**EXERCISE DETAILS**
Take the data below and repeat it exactly.

(Stored items)

▬▬▬▬▬▬▬▬▬▬

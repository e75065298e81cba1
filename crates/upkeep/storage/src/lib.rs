//! Upkeep storage abstractions.
//!
//! This crate defines the storage contract for the request lifecycle:
//! - requests and status-change requests (system of record)
//! - the principal directory the targeting rules query
//! - append-only history entries
//! - an atomic commit surface for "state mutation + audit write together"
//!
//! Design stance:
//! - A transactional relational backend remains the production source of
//!   truth; the in-memory adapter here is the deterministic, test-friendly
//!   reference implementation.
//! - Transition commits are version-guarded: a stale version fails with a
//!   conflict and writes nothing.

#![deny(unsafe_code)]
#![warn(rust_2018_idioms)]

mod error;
pub mod memory;
mod traits;

pub use error::{StorageError, StorageResult};
pub use traits::{
    HistoryStore, PrincipalDirectory, RequestStore, StatusChangeStore, TransitionStore,
    UpkeepStore,
};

▬▬▬▬▬▬▬▬▬▬

**TASK ANSWER**
repository e75065298e81cba1
filename crates/upkeep/storage/src/lib.rs
//! Upkeep storage abstractions.
//!
//! This crate defines the storage contract for the request lifecycle:
//! - requests and status-change requests (system of record)
//! - the principal directory the targeting rules query
//! - append-only history entries
//! - an atomic commit surface for "state mutation + audit write together"
//!
//! Design stance:
//! - A transactional relational backend remains the production source of
//!   truth; the in-memory adapter here is the deterministic, test-friendly
//!   reference implementation.
//! - Transition commits are version-guarded: a stale version fails with a
//!   conflict and writes nothing.

#![deny(unsafe_code)]
#![warn(rust_2018_idioms)]

mod error;
pub mod memory;
mod traits;

pub use error::{StorageError, StorageResult};
pub use traits::{
    HistoryStore, PrincipalDirectory, RequestStore, StatusChangeStore, TransitionStore,
    UpkeepStore,
};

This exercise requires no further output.